PROMPT ▸ Exactly the lines below from the one with "fn script(&self) -> &Script;" up to and including the one with "pub wallet: Arc<dyn" make up the answer, with nothing else added.
....
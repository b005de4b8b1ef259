//! # ember-primitives
//!
//! Core data types for the Ember blockchain.
//!
//! This crate provides:
//! - 32-byte hashes and double-SHA256
//! - Monetary amounts and fee rates
//! - A minimal script byte builder
//! - Transactions with segregated witness serialization
//! - Blocks and 80-byte block headers

mod amount;
mod block;
mod hash;
mod script;
mod transaction;

pub use amount::{format_money, Amount, FeeRate, COIN};
pub use block::{Block, BlockHeader, BLOCK_HEADER_SIZE};
pub use hash::{sha256d, Hash256};
pub use script::{opcodes, Script};
pub use transaction::{OutPoint, Transaction, TxIn, TxOut, SEQUENCE_FINAL};

/// Factor by which non-witness bytes are weighted against witness bytes.
pub const WITNESS_SCALE_FACTOR: u64 = 4;
//! The internal miner.
//!
//! The supervisor owns a set of worker threads. Each worker repeatedly
//! assembles a fresh template on top of the current tip, scans nonces for a
//! scrypt hash under the target, and submits solutions back through the
//! node's block-acceptance pipeline. Workers are cancelled cooperatively and
//! joined before a new set is started.

use crate::assembler::{update_time, AssemblerOptions, BlockAssembler, BlockTemplate};
use crate::error::{MiningError, MiningResult};
use crate::solver::scan_pow_hash;
use crate::MAX_COINBASE_SCRIPT_SIG_SIZE;
use ember_consensus::{
    block_merkle_root, compact_to_target, hash_meets_target, BlockIndex, BlockValidation,
    ChainParams, ChainView, PowHasher,
};
use ember_mempool::Mempool;
use ember_primitives::{format_money, Block, Hash256, Script};
use parking_lot::Mutex;
use rand::rngs::StdRng;
use rand::{Rng, SeedableRng};
use std::sync::atomic::{AtomicBool, Ordering};
use std::sync::Arc;
use std::thread::{self, JoinHandle};
use std::time::{Duration, Instant};
use tracing::{debug, error, info, warn};

/// A coinbase script reserved from the wallet. Dropping the reservation
/// without calling [`ReserveScript::keep_script`] returns the script to the
/// keypool.
pub trait ReserveScript: Send {
    /// The script the coinbase pays to.
    fn script(&self) -> &Script;

    /// Commit the reservation after a block paying to the script was
    /// submitted.
    fn keep_script(&self);
}

/// The wallet as the miner consumes it.
pub trait MiningWallet: Send + Sync {
    /// Reserve a script to mine to. `None` when the wallet has nothing to
    /// offer (e.g. the keypool ran dry).
    fn get_script_for_mining(&self) -> Option<Box<dyn ReserveScript>>;
}

/// Network readiness as the miner consumes it.
pub trait NetStatus: Send + Sync {
    /// Number of connected peers.
    fn node_count(&self) -> usize;

    /// Whether the node is still in initial block download.
    fn is_initial_block_download(&self) -> bool;
}

/// Everything a mining worker needs from the rest of the node.
#[derive(Clone)]
pub struct MinerContext {
    pub chain: Arc<dyn ChainView>,
    pub pool: Arc<Mempool>,
    pub validation: Arc<dyn BlockValidation>,
    pub wallet: Arc<dyn MiningWallet>,
    pub net: Arc<dyn NetStatus>,
    pub pow: Arc<dyn PowHasher>,
    pub params: Arc<ChainParams>,
}

struct WorkerSet {
    cancel: Arc<AtomicBool>,
    handles: Vec<JoinHandle<()>>,
}

/// Supervisor for the internal mining threads.
pub struct Miner {
    context: MinerContext,
    options: AssemblerOptions,
    workers: Mutex<Option<WorkerSet>>,
}

impl Miner {
    pub fn new(context: MinerContext, options: AssemblerOptions) -> Self {
        Miner {
            context,
            options,
            workers: Mutex::new(None),
        }
    }

    /// Start or stop mining. Any existing workers are always interrupted and
    /// joined first. `threads < 0` means one worker per physical core;
    /// `enable = false` or `threads = 0` leaves mining stopped.
    pub fn generate(&self, enable: bool, threads: i32) {
        let mut slot = self.workers.lock();

        if let Some(set) = slot.take() {
            set.cancel.store(true, Ordering::Relaxed);
            for handle in set.handles {
                let _ = handle.join();
            }
            info!("mining workers stopped");
        }

        let threads = if threads < 0 {
            num_cpus::get_physical() as i32
        } else {
            threads
        };

        if !enable || threads == 0 {
            return;
        }

        let cancel = Arc::new(AtomicBool::new(false));
        let handles = (0..threads)
            .map(|worker_id| {
                let context = self.context.clone();
                let options = self.options.clone();
                let cancel = Arc::clone(&cancel);
                thread::Builder::new()
                    .name(format!("ember-miner-{worker_id}"))
                    .spawn(move || worker_main(worker_id as usize, context, options, cancel))
                    .expect("failed to spawn mining worker thread")
            })
            .collect();

        *slot = Some(WorkerSet { cancel, handles });
        info!(threads, "mining workers started");
    }

    /// Stop mining and join all workers.
    pub fn stop(&self) {
        self.generate(false, 0);
    }

    /// Number of worker threads currently managed.
    pub fn mining_thread_count(&self) -> usize {
        self.workers
            .lock()
            .as_ref()
            .map(|set| set.handles.len())
            .unwrap_or(0)
    }
}

fn worker_main(
    worker_id: usize,
    context: MinerContext,
    options: AssemblerOptions,
    cancel: Arc<AtomicBool>,
) {
    info!(worker = worker_id, "miner started");
    match worker_loop(worker_id, &context, &options, &cancel) {
        Ok(()) => info!(worker = worker_id, "miner finished"),
        Err(MiningError::Interrupted) => info!(worker = worker_id, "miner interrupted"),
        Err(MiningError::NoCoinbaseScript) => {
            warn!(
                worker = worker_id,
                "no coinbase script available, keypool may need a refill before restarting mining"
            );
        }
        Err(e) => error!(worker = worker_id, error = %e, "miner stopped on error"),
    }
}

fn worker_loop(
    worker_id: usize,
    context: &MinerContext,
    options: &AssemblerOptions,
    cancel: &AtomicBool,
) -> MiningResult<()> {
    let reserved = context
        .wallet
        .get_script_for_mining()
        .ok_or(MiningError::NoCoinbaseScript)?;
    if reserved.script().is_empty() {
        return Err(MiningError::NoCoinbaseScript);
    }

    let mut rng = StdRng::from_entropy();
    let worker_began = Instant::now();
    let mut all_hashes: u64 = 0;

    // Extra-nonce state is per worker and resets whenever the previous
    // block hash changes.
    let mut extra_nonce: u32 = 0;
    let mut last_prev_hash = Hash256::ZERO;

    loop {
        // Wait for the network so we don't mine on an obsolete chain.
        while context.net.node_count() == 0 || context.net.is_initial_block_download() {
            if cancel.load(Ordering::Relaxed) {
                return Err(MiningError::Interrupted);
            }
            thread::sleep(Duration::from_secs(1));
        }
        if cancel.load(Ordering::Relaxed) {
            return Err(MiningError::Interrupted);
        }

        //
        // Create a new block
        //
        let tip = context.chain.tip();
        let mut assembler = BlockAssembler::new(
            Arc::clone(&context.chain),
            Arc::clone(&context.pool),
            Arc::clone(&context.validation),
            Arc::clone(&context.params),
            options.clone(),
        );
        let mut template: BlockTemplate =
            match assembler.create_new_block(reserved.script(), true) {
                Ok(template) => template,
                Err(MiningError::StaleTip) => continue,
                Err(e) => return Err(e),
            };

        increment_extra_nonce(
            &mut template.block,
            &tip,
            &context.params,
            &mut extra_nonce,
            &mut last_prev_hash,
        );

        //
        // Search
        //
        let mut hashes_scanned: u64 = 0;
        let scan_began = Instant::now();
        let mut target = compact_to_target(template.block.header.bits);
        let mut hash = Hash256::ZERO;
        let mut nonce: u32 = rng.gen();

        info!(
            worker = worker_id,
            txs = template.block.txdata.len(),
            height = tip.height + 1,
            "searching for proof of work, initial nonce {nonce:#x}"
        );

        loop {
            if scan_pow_hash(
                context.pow.as_ref(),
                &template.block.header,
                &mut nonce,
                &target,
                &mut hash,
                &mut hashes_scanned,
            ) {
                if hash_meets_target(&hash, &target) {
                    // Found a solution
                    template.block.header.nonce = nonce;
                    let precise = context.pow.pow_hash(&template.block.header);
                    if precise != hash {
                        error!(
                            worker = worker_id,
                            scanned = %hash,
                            block = %precise,
                            "scanned hash does not reproduce on the block header"
                        );
                        return Err(MiningError::HashMismatch);
                    }

                    info!(
                        worker = worker_id,
                        hash = %hash,
                        "proof of work found with nonce {nonce:#x}"
                    );

                    process_block_found(&template.block, context);
                    reserved.keep_script();

                    // For regression testing, stop mining after a block is found
                    if context.params.mine_blocks_on_demand {
                        return Err(MiningError::Interrupted);
                    }
                    break;
                }
                // Candidate failed the precise comparison; start elsewhere.
                nonce = rng.gen();
            }

            if cancel.load(Ordering::Relaxed) {
                return Err(MiningError::Interrupted);
            }

            // Rebuild the block if the chain moved on.
            if context.chain.tip().hash != tip.hash {
                break;
            }

            // Recreate the block if the clock has run backwards, to get the
            // actual time.
            if update_time(
                &mut template.block.header,
                &context.params,
                &tip,
                context.chain.as_ref(),
            ) < 0
            {
                break;
            }

            if context.params.allow_min_difficulty_blocks {
                // Changing the header time can change the work required
                target = compact_to_target(template.block.header.bits);
            }
        }

        all_hashes += hashes_scanned;
        let scan_rate = hashes_scanned as f64 / scan_began.elapsed().as_secs_f64().max(1e-9);
        let total_rate = all_hashes as f64 / worker_began.elapsed().as_secs_f64().max(1e-9);
        info!(
            worker = worker_id,
            scanned = hashes_scanned,
            total = all_hashes,
            "scan finished at {scan_rate:.3} hash/s ({total_rate:.3} hash/s overall)"
        );
    }
}

/// Rebuild the coinbase script signature as `height || extra_nonce ||
/// coinbase_flags` and refresh the header's merkle root. The extra nonce
/// expands the search space beyond the 32-bit header nonce; it resets
/// whenever the previous block hash changes.
pub fn increment_extra_nonce(
    block: &mut Block,
    prev: &BlockIndex,
    params: &ChainParams,
    extra_nonce: &mut u32,
    last_prev_hash: &mut Hash256,
) {
    if *last_prev_hash != block.header.prev_blockhash {
        *extra_nonce = 0;
        *last_prev_hash = block.header.prev_blockhash;
    }
    *extra_nonce += 1;

    // Height first in the coinbase, required since block version 2
    let height = prev.height + 1;
    let mut script_sig = Script::new();
    script_sig.push_int(height as i64);
    script_sig.push_int(*extra_nonce as i64);
    script_sig.extend(&params.coinbase_flags);
    assert!(script_sig.len() <= MAX_COINBASE_SCRIPT_SIG_SIZE);

    let mut coinbase = (*block.txdata[0]).clone();
    coinbase.inputs[0].script_sig = script_sig;
    block.txdata[0] = Arc::new(coinbase);
    block.header.merkle_root = block_merkle_root(block);
}

/// Submit a found block. A solution whose previous-block hash no longer
/// matches the tip is stale: logged and discarded without error. Rejection
/// by the acceptance pipeline is likewise logged only.
pub fn process_block_found(block: &Block, context: &MinerContext) -> bool {
    let reward = block
        .coinbase()
        .and_then(|coinbase| coinbase.outputs.first())
        .map(|output| output.value)
        .unwrap_or(0);
    info!(generated = %format_money(reward), hash = %block.header.hash(), "block found");

    let tip = context.chain.tip();
    if block.header.prev_blockhash != tip.hash {
        warn!(
            block_prev = %block.header.prev_blockhash,
            tip = %tip.hash,
            "generated block is stale"
        );
        return false;
    }

    // Process this block the same as if it were received from another node
    if !context.validation.process_new_block(block, true) {
        warn!("generated block was not accepted");
        return false;
    }
    debug!(height = tip.height + 1, "generated block submitted");
    true
}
....
PROBLEM SOLUTION ▸
    fn script(&self) -> &Script;

    /// Commit the reservation after a block paying to the script was
    /// submitted.
    fn keep_script(&self);
}

/// The wallet as the miner consumes it.
pub trait MiningWallet: Send + Sync {
    /// Reserve a script to mine to. `None` when the wallet has nothing to
    /// offer (e.g. the keypool ran dry).
    fn get_script_for_mining(&self) -> Option<Box<dyn ReserveScript>>;
}

/// Network readiness as the miner consumes it.
pub trait NetStatus: Send + Sync {
    /// Number of connected peers.
    fn node_count(&self) -> usize;

    /// Whether the node is still in initial block download.
    fn is_initial_block_download(&self) -> bool;
}

/// Everything a mining worker needs from the rest of the node.
#[derive(Clone)]
pub struct MinerContext {
    pub chain: Arc<dyn ChainView>,
    pub pool: Arc<Mempool>,
    pub validation: Arc<dyn BlockValidation>,
    pub wallet: Arc<dyn MiningWallet>,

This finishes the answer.